Research and development (R&D) is a very important part of the current US and international business climate, and certain tax incentives associated with these expenses are crucial to give innovators the tools and encouragement to conduct research and development.

What are Research & Experimental expenses?

Some companies will incur research and experimental expenditures in the normal course of business. From a tax perspective, research and experimental expenditures are defined as expenditures incurred in connection with a taxpayer’s trade or business which represents research and development costs in the experimental or laboratory sense. These costs are also associated with the development and improvement of a product, the acquisition of patents, and the associated attorneys’ fees to make and perfect a patent application. These are also defined as activities intended to discover information that would help to eliminate uncertainty concerning product development or improvement endeavors. 

What are Research & Development expenses?

Research and development expenses are any expenses associated directly with the research and development of a company’s goods or services and any intellectual property generated in the process. These are also defined as direct expenditures relating to a company’s efforts to develop, design, and enhance its products, services, technologies, or processes – any and all expenses which contribute directly to the process of finding and creating new products or services. Research and development expenses can also include quality control measures through which a business evaluates a product to ensure that it is still adequate and discuss improvements that could be made to the current product or in future models.

What was the previous treatment of Research & Experimental Expenses?

The previous treatment of research and experimental expenses prior to 2021 was that taxpayers that incur research and experimental expenditures in its trade or business during the tax year may elect to do any of the following: expense them immediately in the year paid or incurred, amortize and deduct them over a period of at least 60 months beginning with the month the taxpayer first realized benefits from the expenditures, or amortize and deduct them ratably over a period of 10 years under Code Sec. 59(e) for alternative minimum tax purposes beginning with the tax year in which the expenses are paid or incurred. 

What is the new treatment of Research & Experimental expenses?

Unlike in previous years, for tax years beginning after 2021 research & experimental expenditures paid or incurred during the tax year must be amortized and deducted over a five-year period (or 15 years if foreign-sourced). This change was made by the Tax Cuts and Jobs Act which eliminated the previous option for taxpayers to expense costs and deduct them immediately. Due to the treatment required in Section 174,  some taxpayers’ tax obligations have tripled which threatens the existence of many firms big and small.

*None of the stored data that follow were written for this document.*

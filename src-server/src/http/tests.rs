//! Router Tests
//!
//! Exercise the full router against an in-memory database.

use std::net::SocketAddr;
use std::path::Path;
use std::sync::Arc;
use std::time::Duration;

use axum::body::{to_bytes, Body};
use axum::extract::ConnectInfo;
use axum::http::{header, Method, Request, StatusCode};
use axum::Router;
use serde_json::{json, Value};
use tower::ServiceExt;

use super::{router, RATE_LIMITED_MESSAGE};
use crate::config::Settings;
use crate::repository::{init_db, ItemRepository};
use crate::AppState;

async fn setup_app(settings: Settings) -> Router {
    let db_state = init_db(Path::new(":memory:")).await.expect("Failed to init test DB");
    let state = Arc::new(AppState {
        items: ItemRepository::new(db_state.connection()),
    });
    router(state, &settings)
}

async fn send(app: &Router, request: Request<Body>) -> (StatusCode, Value) {
    let response = app.clone().oneshot(request).await.unwrap();
    let status = response.status();
    let bytes = to_bytes(response.into_body(), usize::MAX).await.unwrap();
    let body = serde_json::from_slice(&bytes).unwrap_or(Value::Null);
    (status, body)
}

fn get(uri: &str) -> Request<Body> {
    Request::builder().uri(uri).body(Body::empty()).unwrap()
}

fn post_json(uri: &str, body: Value) -> Request<Body> {
    Request::builder()
        .method(Method::POST)
        .uri(uri)
        .header(header::CONTENT_TYPE, "application/json")
        .body(Body::from(body.to_string()))
        .unwrap()
}

#[tokio::test]
async fn test_health() {
    let app = setup_app(Settings::default()).await;
    let (status, body) = send(&app, get("/health")).await;
    assert_eq!(status, StatusCode::OK);
    assert_eq!(body, json!({"status": "healthy"}));
}

#[tokio::test]
async fn test_root_message() {
    let app = setup_app(Settings::default()).await;
    let (status, body) = send(&app, get("/")).await;
    assert_eq!(status, StatusCode::OK);
    assert_eq!(body["message"], "Welcome to the Demo API");
}

#[tokio::test]
async fn test_create_then_list() {
    let app = setup_app(Settings::default()).await;

    let (status, created) = send(
        &app,
        post_json("/items", json!({"name": "Widget", "description": ""})),
    )
    .await;
    assert_eq!(status, StatusCode::OK);
    assert_eq!(created["name"], "Widget");
    assert_eq!(created["description"], "");
    assert!(created["id"].as_i64().unwrap() > 0);
    assert!(created["created_at"].is_string());

    send(&app, post_json("/items", json!({"name": "Gadget"}))).await;

    let (status, items) = send(&app, get("/items")).await;
    assert_eq!(status, StatusCode::OK);
    let names: Vec<_> = items
        .as_array()
        .unwrap()
        .iter()
        .map(|i| i["name"].as_str().unwrap())
        .collect();
    assert_eq!(names, vec!["Widget", "Gadget"]);

    let (_, window) = send(&app, get("/items?skip=1&limit=1")).await;
    assert_eq!(window.as_array().unwrap().len(), 1);
    assert_eq!(window[0]["name"], "Gadget");
}

#[tokio::test]
async fn test_create_with_empty_name_is_unprocessable() {
    let app = setup_app(Settings::default()).await;

    let (status, body) = send(&app, post_json("/items", json!({"name": ""}))).await;
    assert_eq!(status, StatusCode::UNPROCESSABLE_ENTITY);
    assert!(body["detail"].as_str().unwrap().contains("name"));

    let (_, items) = send(&app, get("/items")).await;
    assert_eq!(items, json!([]));
}

#[tokio::test]
async fn test_get_item() {
    let app = setup_app(Settings::default()).await;
    let (_, created) = send(&app, post_json("/items", json!({"name": "Widget"}))).await;
    let id = created["id"].as_i64().unwrap();

    let (status, found) = send(&app, get(&format!("/items/{}", id))).await;
    assert_eq!(status, StatusCode::OK);
    assert_eq!(found, created);

    let (status, body) = send(&app, get("/items/9999")).await;
    assert_eq!(status, StatusCode::NOT_FOUND);
    assert_eq!(body, json!({"detail": "Item not found"}));
}

#[tokio::test]
async fn test_rate_limit_per_client() {
    let settings = Settings {
        rate_limit_max: 2,
        rate_limit_window: Duration::from_secs(60),
        ..Settings::default()
    };
    let app = setup_app(settings).await;

    let from = |addr: &str| {
        let mut request = get("/health");
        let addr: SocketAddr = addr.parse().unwrap();
        request.extensions_mut().insert(ConnectInfo(addr));
        request
    };

    assert_eq!(send(&app, from("10.0.0.1:5000")).await.0, StatusCode::OK);
    assert_eq!(send(&app, from("10.0.0.1:5001")).await.0, StatusCode::OK);
    let (status, body) = send(&app, from("10.0.0.1:5002")).await;
    assert_eq!(status, StatusCode::TOO_MANY_REQUESTS);
    assert_eq!(body, json!({"error": RATE_LIMITED_MESSAGE}));

    assert_eq!(send(&app, from("10.0.0.2:5000")).await.0, StatusCode::OK);
}

#[tokio::test]
async fn test_cors_allows_frontend_origin() {
    let app = setup_app(Settings::default()).await;

    let request = Request::builder()
        .uri("/items")
        .header(header::ORIGIN, "http://localhost:3000")
        .body(Body::empty())
        .unwrap();
    let response = app.clone().oneshot(request).await.unwrap();
    assert_eq!(
        response.headers().get(header::ACCESS_CONTROL_ALLOW_ORIGIN).unwrap(),
        "http://localhost:3000"
    );

    let request = Request::builder()
        .uri("/items")
        .header(header::ORIGIN, "http://evil.test")
        .body(Body::empty())
        .unwrap();
    let response = app.oneshot(request).await.unwrap();
    assert!(response.headers().get(header::ACCESS_CONTROL_ALLOW_ORIGIN).is_none());
}
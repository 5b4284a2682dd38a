#[tokio::main]
async fn main() {
    if let Err(e) = hello_items_lib::run().await {
        eprintln!("hello-items: {:#}", e);
        std::process::exit(1);
    }
}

What are the areas of uncertainty?

With the new rule, a lot of uncertainty arises. One uncertainty is the impact that it may have on the cash flow statement. Since taxpayers can no longer deduct research & experimental expenditures, any taxpayer previously relying on them for tax planning will likely face an increase in estimated tax payments needed to cover additional federal and state tax liabilities. Another uncertainty arises with the tax accounting method. Taxpayers have been required to file an automatic accounting method change to change from directly expensing to capitalizing research & experimental costs, but currently, there is no law on how the new method needs to be implemented. There is also uncertainty about how Research & Development credits will be handled. As the criteria is outlined in IRC Section 41, qualified research expenses must meet the definition of research & experimental expenditures under IRC Section 174. Taxpayers will also need to determine how capitalizing qualified research expenses will affect the research & development credit. Tax provision impact is also an area of uncertainty because the new Tax Cuts and Jobs Act provision creates a disparity between the timing of deductions for research & experimental costs for Generally Accepted Accounting Principles (GAAP) and the timing of deductions for income tax accounting purposes because taxpayers now must account for deferred tax assets attributable to capitalized research & experimental costs.

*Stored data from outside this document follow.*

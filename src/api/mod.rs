//! Backend REST Client
//!
//! HTTP bindings to the backend endpoints, organized by domain.

mod health;
mod item;

use gloo_net::http::Response;
use thiserror::Error;

use crate::config::ApiConfig;

/// Any failed backend call. The view reacts to every variant the same way.
#[derive(Debug, Error)]
pub enum ApiError {
    #[error("request failed: {0}")]
    Transport(#[from] gloo_net::Error),
    #[error("{url} answered with status {status}")]
    Status { url: String, status: u16 },
}

/// Client bound to one backend base URL
#[derive(Debug, Clone)]
pub struct ApiClient {
    config: ApiConfig,
}

impl ApiClient {
    pub fn new(config: ApiConfig) -> Self {
        Self { config }
    }

    fn url(&self, path: &str) -> String {
        self.config.endpoint(path)
    }
}

/// Reject non-2xx responses
fn ensure_success(response: Response) -> Result<Response, ApiError> {
    if response.ok() {
        Ok(response)
    } else {
        Err(ApiError::Status {
            url: response.url(),
            status: response.status(),
        })
    }
}
//! Domain Layer - Core Entity Trait
//!
//! This trait defines the basic contract for all domain entities.
//! All entities must have a unique ID and be thread-safe.

use thiserror::Error;

/// Core trait for all domain entities
pub trait Entity: Sized + Send + Sync + Clone {
    /// The type of the entity's unique identifier
    type Id: Copy + Eq + std::hash::Hash + Send + Sync;

    /// Returns the entity's unique identifier
    fn id(&self) -> Self::Id;
}

/// Common result type for domain operations
pub type DomainResult<T> = Result<T, DomainError>;

/// Domain-level errors
#[derive(Debug, Clone, PartialEq, Eq, Error)]
pub enum DomainError {
    #[error("Not found: {0}")]
    NotFound(String),
    #[error("Invalid input: {0}")]
    InvalidInput(String),
    #[error("Internal error: {0}")]
    Internal(String),
}
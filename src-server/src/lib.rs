//! Hello Items Backend
//!
//! Layered architecture:
//! - domain: Core entities and business rules
//! - repository: Data access abstractions and implementations
//! - http: axum router, handlers and middleware

use std::net::SocketAddr;
use std::sync::Arc;

use anyhow::Context;
use tokio::net::TcpListener;

pub mod config;
pub mod domain;
pub mod http;
pub mod repository;

use config::Settings;
use repository::{init_db, ItemRepository};

/// Application state shared across handlers
pub struct AppState {
    pub items: ItemRepository,
}

/// Load settings, open the database and serve until the process is stopped
pub async fn run() -> anyhow::Result<()> {
    dotenv::dotenv().ok();
    let settings = Settings::from_env().context("invalid configuration")?;

    // Dropping the guard flushes the file writer
    let _log_guard = rolling_logger::init_logger(&settings.log_dir, "hello-items")
        .context("failed to init rolling logger")?;

    let db_state = match init_db(&settings.database_path).await {
        Ok(state) => state,
        Err(e) => {
            rolling_logger::error(&format!("DB init failed: {}", e));
            return Err(e).context("failed to open database");
        }
    };
    let state = Arc::new(AppState {
        items: ItemRepository::new(db_state.connection()),
    });

    let app = http::router(state, &settings);
    let listener = TcpListener::bind(settings.bind_addr)
        .await
        .with_context(|| format!("failed to bind {}", settings.bind_addr))?;

    rolling_logger::info(&format!("Listening on {}", settings.bind_addr));
    axum::serve(
        listener,
        app.into_make_service_with_connect_info::<SocketAddr>(),
    )
    .await
    .context("server error")?;

    Ok(())
}
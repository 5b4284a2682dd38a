//! UI Components
//!
//! Leptos components of the item manager view.

mod health_badge;
mod item_list_view;
mod item_manager;
mod new_item_form;

pub use health_badge::HealthBadge;
pub use item_list_view::ItemListView;
pub use item_manager::ItemManager;
pub use new_item_form::NewItemForm;
//! Health Probe

use gloo_net::http::Request;
use serde_json::Value;
use web_sys::AbortSignal;

use super::{ensure_success, ApiClient, ApiError};
use crate::models::HealthStatus;

impl ApiClient {
    /// `GET /health`; the payload's `status` field is kept as received
    pub async fn check_health(&self, signal: Option<&AbortSignal>) -> Result<HealthStatus, ApiError> {
        let response = Request::get(&self.url("/health"))
            .abort_signal(signal)
            .send()
            .await?;
        let body = ensure_success(response)?.text().await?;
        // A non-JSON body has no status field
        let payload = serde_json::from_str::<Value>(&body).unwrap_or(Value::Null);
        Ok(HealthStatus::from_payload(&payload))
    }
}
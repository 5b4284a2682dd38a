//! Item Entity
//!
//! A named record with an optional description, stamped by the server on creation.

use chrono::{DateTime, Utc};
use serde::{Deserialize, Serialize};

use super::entity::{DomainError, DomainResult, Entity};

/// A stored item
#[derive(Debug, Clone, PartialEq, Serialize, Deserialize)]
pub struct Item {
    /// Unique identifier, assigned on insert and increasing
    pub id: i64,
    pub name: String,
    pub description: Option<String>,
    pub is_active: bool,
    pub created_at: DateTime<Utc>,
    pub updated_at: Option<DateTime<Utc>>,
}

impl Entity for Item {
    type Id = i64;

    fn id(&self) -> Self::Id {
        self.id
    }
}

/// Payload for creating an item
#[derive(Debug, Clone, PartialEq, Serialize, Deserialize)]
pub struct NewItem {
    pub name: String,
    #[serde(default)]
    pub description: Option<String>,
    #[serde(default = "default_true")]
    pub is_active: bool,
}

fn default_true() -> bool {
    true
}

impl NewItem {
    pub fn new(name: impl Into<String>, description: Option<String>) -> Self {
        Self {
            name: name.into(),
            description,
            is_active: true,
        }
    }

    /// The name is the only required field
    pub fn validate(&self) -> DomainResult<()> {
        if self.name.is_empty() {
            return Err(DomainError::InvalidInput("name must not be empty".to_string()));
        }
        Ok(())
    }
}
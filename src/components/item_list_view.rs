//! Item List View Component
//!
//! Renders the cached items newest first, with loading and empty placeholders.

use leptos::html::Div;
use leptos::prelude::*;
use wasm_bindgen::JsValue;

use crate::context::use_items_context;
use crate::models::Item;
use crate::store::{ItemsStateStoreFields, ItemsStore};

/// Locale-formatted creation time, as the browser renders it
fn format_created_at(created_at: &str) -> String {
    let date = js_sys::Date::new(&JsValue::from_str(created_at));
    date.to_locale_string("default", &JsValue::UNDEFINED).into()
}

#[component]
fn ItemEntry(item: Item) -> impl IntoView {
    let description = item.description_text().to_string();
    let created = format_created_at(&item.created_at);

    view! {
        <li class="item">
            <h3>{item.name}</h3>
            <p>{description}</p>
            <div class="item-meta">
                <span>"ID: " {item.id}</span>
                <span>"Created: " {created}</span>
            </div>
        </li>
    }
}

/// Changes only when the list goes from empty to non-empty or back
fn list_is_empty(store: ItemsStore) -> Memo<bool> {
    Memo::new(move |_| store.items().read().is_empty())
}

/// List container; also the highlight and scroll target after a create
#[component]
pub fn ItemListView(list_ref: NodeRef<Div>) -> impl IntoView {
    let store = use_items_context().store;
    // Keeps the list mounted while items are added
    let is_empty = list_is_empty(store);

    view! {
        <div
            node_ref=list_ref
            class=move || if store.highlighted().get() { "items-container highlight" } else { "items-container" }
        >
            <h2>"Database Items"</h2>
            {move || {
                if store.loading().get() {
                    view! { <p>"Loading items from the database..."</p> }.into_any()
                } else if is_empty.get() {
                    view! { <p>"No items found in the database. Add some above!"</p> }.into_any()
                } else {
                    view! {
                        <ul class="items-list">
                            <For
                                each=move || store.items().get()
                                key=|item| item.id
                                children=move |item| view! { <ItemEntry item=item /> }
                            />
                        </ul>
                    }.into_any()
                }
            }}
        </div>
    }
}
//! Repository Layer
//!
//! Data access abstractions and implementations.

mod db;
mod item_repo;
mod traits;


pub use db::{init_db, DbState};
pub use item_repo::ItemRepository;
pub use traits::{Page, Repository};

How does this impact estimated payments?

Under the new Tax Cuts and Jobs Act rule, 90% of a taxpayer’s current research & experimental expenditures are not currently deductible under a half-year convention in the year of the rule change. Therefore, the taxpayer’s taxable income for that year will increase, potentially requiring greater quarterly estimated tax payments. Assuming taxpayers did not account for this rule change when making quarterly payments due this year, the remaining payments for the year may have to be increased. 

Looking to the Future

As this regulation is receiving more speculation, there are talks about a new bill that will permanently allow for immediate research and development expensing. This is to be known as the American Innovation and R&D Competitiveness Act. Many Americans believe that research and development plays a crucial role in creating good-paying jobs across the country and to rebuild the economy from the impacts of the pandemic. Many people believe that if we do not allow for the research and development tax deduction there will be numerous repercussions on jobs and the economy. Research and development is known to be one of the most powerful tax tools because it allows taxpayers to invest in the short term as well as sustain our investment toward long-term growth and innovation. 

This material has been prepared for informational purposes only, and is not intended to provide, and should not be relied upon for tax, legal, or accounting advice. If you have any questions about tax planning strategies, please do not hesitate to contact us at Lear & Pannepacker.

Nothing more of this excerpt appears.